Biomimetic DNA sequencing
All living things are imbued with pores. They exist in the ion pumps which generate chemical energy in cells. Their role is to maintain electrolyte imbalances for nerve signalling and mediating selective biomolecular transport through cell membranes. Two particular bio-structured pores are still widely used for early research with nanopores: alpha-hemolysin (aHL), a pore derived from the toxin Staphylococcus aureus, and Mycobacterium smegmatis porin A (MspA). The earliest DNA translocation experiments were performed using aHL pores.
Today the ubiquitous MinION sequencer made by Oxford Nanopore uses a mutant of the CsgG pore, an amyloid secretion channel found in Escherichia coli, to achieve long-read sequencing. It has been a triumph and is the go-to instrument for sequencing.
Nanopipettes and solid-state nanopores
Many in the field are now turning to solid materials as an alternative to biological nanopores. Nanopipettes are thin glass capillaries extended to a nanoscale opening.
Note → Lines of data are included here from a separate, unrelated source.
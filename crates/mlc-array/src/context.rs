use std::path::Path;
use std::sync::Arc;

use crate::activations::Activation;
use crate::config::EngineConfig;
use crate::diagnostics::{Diagnostic, DiagnosticSink, LogSink};
use crate::ingest::{self, TypedBuffer};
use crate::math::NumericArray;
use crate::vector;
use crate::Result;

/// Engine configuration plus a diagnostic sink, wrapped around the core
/// operations.
///
/// Every method delegates to the matching free function and reports any
/// failure to the sink before returning it unchanged. Successful ingestion
/// is reported as an informational event.
///
/// # Example
/// ```
/// use std::sync::Arc;
/// use mlc_array::{CollectingSink, Context, TypedBuffer};
///
/// let sink = Arc::new(CollectingSink::new());
/// let ctx = Context::default().with_sink(sink.clone());
///
/// let mut a = ctx.prepare_data(TypedBuffer::Int(&[1, -2, 3]), &[3]).unwrap();
/// ctx.relu(&mut a).unwrap();
/// assert_eq!(a.data(), &[1.0, 0.0, 3.0]);
/// assert!(sink.failures().is_empty());
/// ```
#[derive(Clone)]
pub struct Context {
    config: EngineConfig,
    sink: Arc<dyn DiagnosticSink>,
}

impl Default for Context {
    fn default() -> Self {
        Self::new(EngineConfig::default())
    }
}

impl Context {
    /// A context reporting through the `log` facade.
    pub fn new(config: EngineConfig) -> Self {
        Self {
            config,
            sink: Arc::new(LogSink),
        }
    }

    pub fn with_sink(mut self, sink: Arc<dyn DiagnosticSink>) -> Self {
        self.sink = sink;
        self
    }

    pub fn config(&self) -> &EngineConfig {
        &self.config
    }

    fn observe<T>(&self, operation: &'static str, result: Result<T>) -> Result<T> {
        if let Err(err) = &result {
            self.sink.report(&Diagnostic::failure(operation, err));
        }
        result
    }

    fn ingested(&self, operation: &'static str, result: Result<NumericArray>) -> Result<NumericArray> {
        let result = self.observe(operation, result);
        if let Ok(array) = &result {
            self.sink.report(&Diagnostic::info(
                operation,
                format!("created array with shape {} ({} elements)", array.shape(), array.size()),
            ));
        }
        result
    }

    // =========================================================================
    // Ingestion
    // =========================================================================

    pub fn prepare_data(&self, input: TypedBuffer<'_>, shape: &[usize]) -> Result<NumericArray> {
        self.ingested("prepare_data", ingest::prepare_data(input, shape))
    }

    pub fn read_csv<P: AsRef<Path>>(&self, path: P) -> Result<NumericArray> {
        self.ingested(
            "read_csv",
            ingest::read_csv_with_config(path, &self.config.tabular),
        )
    }

    // =========================================================================
    // Activations
    // =========================================================================

    pub fn activate(&self, activation: Activation, array: &mut NumericArray) -> Result<()> {
        self.observe(activation.name(), activation.apply(array, &self.config))
    }

    pub fn relu(&self, array: &mut NumericArray) -> Result<()> {
        self.activate(Activation::Relu, array)
    }

    pub fn sigmoid(&self, array: &mut NumericArray) -> Result<()> {
        self.activate(Activation::Sigmoid, array)
    }

    pub fn tanh(&self, array: &mut NumericArray) -> Result<()> {
        self.activate(Activation::Tanh, array)
    }

    pub fn leaky_relu(&self, array: &mut NumericArray, alpha: f32) -> Result<()> {
        self.activate(Activation::LeakyRelu { alpha }, array)
    }

    pub fn swish(&self, array: &mut NumericArray) -> Result<()> {
        self.activate(Activation::Swish, array)
    }

    pub fn softmax(&self, array: &mut NumericArray) -> Result<()> {
        self.activate(Activation::Softmax, array)
    }

    // =========================================================================
    // Vector algebra
    // =========================================================================

    pub fn add(&self, a: &NumericArray, b: &NumericArray, result: &mut NumericArray) -> Result<()> {
        self.observe("add", vector::add_with(a, b, result, &self.config))
    }

    pub fn subtract(
        &self,
        a: &NumericArray,
        b: &NumericArray,
        result: &mut NumericArray,
    ) -> Result<()> {
        self.observe("subtract", vector::subtract_with(a, b, result, &self.config))
    }

    pub fn dot(&self, a: &NumericArray, b: &NumericArray) -> Result<f64> {
        self.observe("dot", vector::dot_with(a, b, &self.config))
    }

    pub fn scale(&self, a: &NumericArray, k: f32, result: &mut NumericArray) -> Result<()> {
        self.observe("scale", vector::scale_with(a, k, result, &self.config))
    }
}
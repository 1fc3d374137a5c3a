use serde::{Deserialize, Serialize};

/// Central configuration for the array engine.
#[derive(Deserialize, Serialize, Debug, Clone, PartialEq)]
#[serde(default)]
pub struct EngineConfig {
    /// Element count at or above which elementwise passes run on rayon.
    pub parallel_threshold: usize,

    pub tabular: TabularConfig,
}

impl EngineConfig {
    /// Elements per rayon task for the flat elementwise passes.
    pub(crate) const PARALLEL_CHUNK: usize = 4096;

    pub fn new(parallel_threshold: usize, tabular: TabularConfig) -> Self {
        Self {
            parallel_threshold,
            tabular,
        }
    }

    /// Configuration that never takes the parallel path.
    pub fn sequential() -> Self {
        Self {
            parallel_threshold: usize::MAX,
            ..Self::default()
        }
    }

    pub(crate) fn use_parallel(&self, size: usize) -> bool {
        size >= self.parallel_threshold
    }
}

impl Default for EngineConfig {
    fn default() -> Self {
        Self {
            parallel_threshold: 1 << 16,
            tabular: TabularConfig::default(),
        }
    }
}

/// Settings for reading delimited text into a 2-D array.
#[derive(Deserialize, Serialize, Debug, Clone, PartialEq)]
#[serde(default)]
pub struct TabularConfig {
    /// Field separator.
    pub delimiter: u8,
    /// Elements reserved before the first doubling.
    pub initial_capacity: usize,
    /// Strip surrounding whitespace from each field before parsing.
    pub trim_fields: bool,
}

impl TabularConfig {
    pub const DEFAULT_INITIAL_CAPACITY: usize = 1024;

    pub fn with_delimiter(delimiter: u8) -> Self {
        Self {
            delimiter,
            ..Self::default()
        }
    }
}

impl Default for TabularConfig {
    fn default() -> Self {
        Self {
            delimiter: b',',
            initial_capacity: Self::DEFAULT_INITIAL_CAPACITY,
            trim_fields: true,
        }
    }
}
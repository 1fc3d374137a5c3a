//! Activation functions applied in place to a `NumericArray`.
//!
//! All of them are shape preserving and allocation free. Everything except
//! softmax is a flat elementwise map. Softmax normalizes each contiguous run
//! of `last extent` elements independently, so a `[batch, classes]` array
//! gets one distribution per row and a rank-1 array is a single group.
use std::fmt;
use std::str::FromStr;

use rayon::prelude::*;
use serde::{Deserialize, Serialize};

use crate::config::EngineConfig;
use crate::error::MlcError;
use crate::math::NumericArray;
use crate::Result;

#[derive(Deserialize, Serialize, Debug, Clone, Copy, PartialEq)]
#[serde(rename_all = "snake_case")]
pub enum Activation {
    Relu,
    Sigmoid,
    Tanh,
    LeakyRelu { alpha: f32 },
    Swish,
    Softmax,
}

impl Activation {
    pub const DEFAULT_LEAKY_ALPHA: f32 = 0.01;

    pub fn name(&self) -> &'static str {
        match self {
            Activation::Relu => "relu",
            Activation::Sigmoid => "sigmoid",
            Activation::Tanh => "tanh",
            Activation::LeakyRelu { .. } => "leaky_relu",
            Activation::Swish => "swish",
            Activation::Softmax => "softmax",
        }
    }

    /// Apply in place. Fails without touching the data if `array` is not
    /// usable.
    pub fn apply(&self, array: &mut NumericArray, config: &EngineConfig) -> Result<()> {
        array.check_usable()?;
        let parallel = config.use_parallel(array.size());
        match *self {
            Activation::Relu => map_in_place(array.data_mut(), parallel, relu_scalar),
            Activation::Sigmoid => map_in_place(array.data_mut(), parallel, sigmoid_scalar),
            Activation::Tanh => map_in_place(array.data_mut(), parallel, f32::tanh),
            Activation::LeakyRelu { alpha } => {
                map_in_place(array.data_mut(), parallel, move |x| leaky_relu_scalar(x, alpha))
            }
            Activation::Swish => map_in_place(array.data_mut(), parallel, |x| x * sigmoid_scalar(x)),
            Activation::Softmax => {
                let group = array.shape().last().ok_or_else(|| {
                    MlcError::InvalidArgument("softmax needs at least one axis".to_string())
                })?;
                softmax_groups(array.data_mut(), group, parallel);
            }
        }
        Ok(())
    }
}

impl FromStr for Activation {
    type Err = String;

    fn from_str(s: &str) -> std::result::Result<Self, Self::Err> {
        match s.to_lowercase().as_str() {
            "relu" => Ok(Activation::Relu),
            "sigmoid" => Ok(Activation::Sigmoid),
            "tanh" => Ok(Activation::Tanh),
            "leaky_relu" | "leakyrelu" => Ok(Activation::LeakyRelu {
                alpha: Activation::DEFAULT_LEAKY_ALPHA,
            }),
            "swish" | "silu" => Ok(Activation::Swish),
            "softmax" => Ok(Activation::Softmax),
            _ => Err(format!("Unknown activation: {}", s)),
        }
    }
}

impl fmt::Display for Activation {
    fn fmt(&self, f: &mut fmt::Formatter<'_>) -> fmt::Result {
        match self {
            Activation::LeakyRelu { alpha } => write!(f, "leaky_relu(alpha={})", alpha),
            other => write!(f, "{}", other.name()),
        }
    }
}

/// `x > 0 ? x : 0`
pub fn relu(array: &mut NumericArray) -> Result<()> {
    Activation::Relu.apply(array, &EngineConfig::default())
}

/// `1 / (1 + e^-x)`
pub fn sigmoid(array: &mut NumericArray) -> Result<()> {
    Activation::Sigmoid.apply(array, &EngineConfig::default())
}

/// Hyperbolic tangent, `(e^x - e^-x) / (e^x + e^-x)`.
pub fn tanh(array: &mut NumericArray) -> Result<()> {
    Activation::Tanh.apply(array, &EngineConfig::default())
}

/// `x > 0 ? x : alpha * x`
pub fn leaky_relu(array: &mut NumericArray, alpha: f32) -> Result<()> {
    Activation::LeakyRelu { alpha }.apply(array, &EngineConfig::default())
}

/// `x * sigmoid(x)`
pub fn swish(array: &mut NumericArray) -> Result<()> {
    Activation::Swish.apply(array, &EngineConfig::default())
}

/// Numerically stable softmax along the last axis.
///
/// A group containing `+inf` splits its mass evenly over those entries and
/// zeroes the rest. Otherwise a group containing `NaN`, or made only of
/// `-inf`, comes out as all `NaN`.
pub fn softmax(array: &mut NumericArray) -> Result<()> {
    Activation::Softmax.apply(array, &EngineConfig::default())
}

#[inline]
fn relu_scalar(x: f32) -> f32 {
    if x > 0.0 {
        x
    } else {
        0.0
    }
}

#[inline]
fn sigmoid_scalar(x: f32) -> f32 {
    1.0 / (1.0 + (-x).exp())
}

#[inline]
fn leaky_relu_scalar(x: f32, alpha: f32) -> f32 {
    if x > 0.0 {
        x
    } else {
        alpha * x
    }
}

fn map_in_place<F>(data: &mut [f32], parallel: bool, f: F)
where
    F: Fn(f32) -> f32 + Send + Sync,
{
    if parallel {
        data.par_chunks_mut(EngineConfig::PARALLEL_CHUNK)
            .for_each(|chunk| chunk.iter_mut().for_each(|v| *v = f(*v)));
    } else {
        data.iter_mut().for_each(|v| *v = f(*v));
    }
}

/// Softmax over consecutive groups of `group` elements.
///
/// Groups are independent and may run in parallel; each group's
/// max / exp-sum / normalize passes run in order on one thread.
fn softmax_groups(data: &mut [f32], group: usize, parallel: bool) {
    if parallel {
        data.par_chunks_mut(group).for_each(softmax_group);
    } else {
        data.chunks_mut(group).for_each(softmax_group);
    }
}

fn softmax_group(group: &mut [f32]) {
    let max = group.iter().copied().fold(f32::NEG_INFINITY, f32::max);
    if max == f32::INFINITY {
        // Limit of exp(x - max): mass is shared by the +inf entries.
        let hits = group.iter().filter(|v| **v == f32::INFINITY).count() as f32;
        for v in group.iter_mut() {
            *v = if *v == f32::INFINITY { 1.0 / hits } else { 0.0 };
        }
        return;
    }

    let mut sum = 0.0f32;
    for v in group.iter_mut() {
        *v = (*v - max).exp();
        sum += *v;
    }

    for v in group.iter_mut() {
        *v /= sum;
    }
}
Solid-state nanopores are now also being created on super-thin synthetic membranes. In practice, both these solutions operate in a very similar fashion but the longer effective lengths of nanopipettes reduce spatial sensitivity while the glass substrate lowers noise.
Unlike their biological counterparts, solid-state nanopores are robust, flexible, and can be integrated relatively easily into other solid-state electronic devices. These characteristics can make them preferable to biological pores as a long-term prospect for some applications, but there remain functionality issues linked to lower sensitivity and motion control. Advanced studies using various materials like graphene, molybdenum disulphide, silicon nitride (Si3N4), and single atomic layered phosphorene aim to address these issues.
The story of the preparation and manufacture of solid-state nanopores is fascinating. [2] In brief, planar pores are by far the types most commonly used. Until recently, planar solid-state nanopores were fabricated using transmission electron microscopes. A sub-atomic particle beam is focussed down to a nanoscale spot and a hole is drilled. The method has been operating for 20 years but it can be a long and arduous process and required persistence and dedication from practised operators. The need to apply this complex electron beam-drilling tool hindered nanopore research as only a few elite research institutions could make it work well.
Fabrication by controlled breakdown
In 2014, Northern Nanopore Instruments (NNi) introduced a controlled breakdown (CBD) method of nanopore fabrication. As described by NNi [3], CBD essentially harnesses a static shock to do the hard work. By applying voltage near the dielectric strength of the material, across an intact membrane, it is possible to drive dielectric breakdown. Essentially this is the same physical process that causes static shocks in air. Operating on the nanoscale and in the solid state, the spark will leave behind a pore on the scale of 1nm. The pore can then be tailored to any desired size in the same setup.
The new CBD method abolishes all of the expensive equipment required to fabricate and use solid-state nanopores. It has made the entire field significantly more accessible and is now a key driver of solid-state nanopore technology for rapid DNA sequencing.
Nanopore technology is evolving rapidly and is now expected to deliver faster, more accurate, and more cost-effective DNA sequencing, across a broader field of applications such as microbial resistance and pathogen surveillance in a variety of environments, from small hospitals to farms and environmental waste treatment plants. High-throughput sequencing, mapping, and comparison of cell genomes in both healthy and disease states will also drive a step-change in disease diagnosis and a paradigm shift from traditional medicine towards an era of genome-based preventive and therapeutic decisions.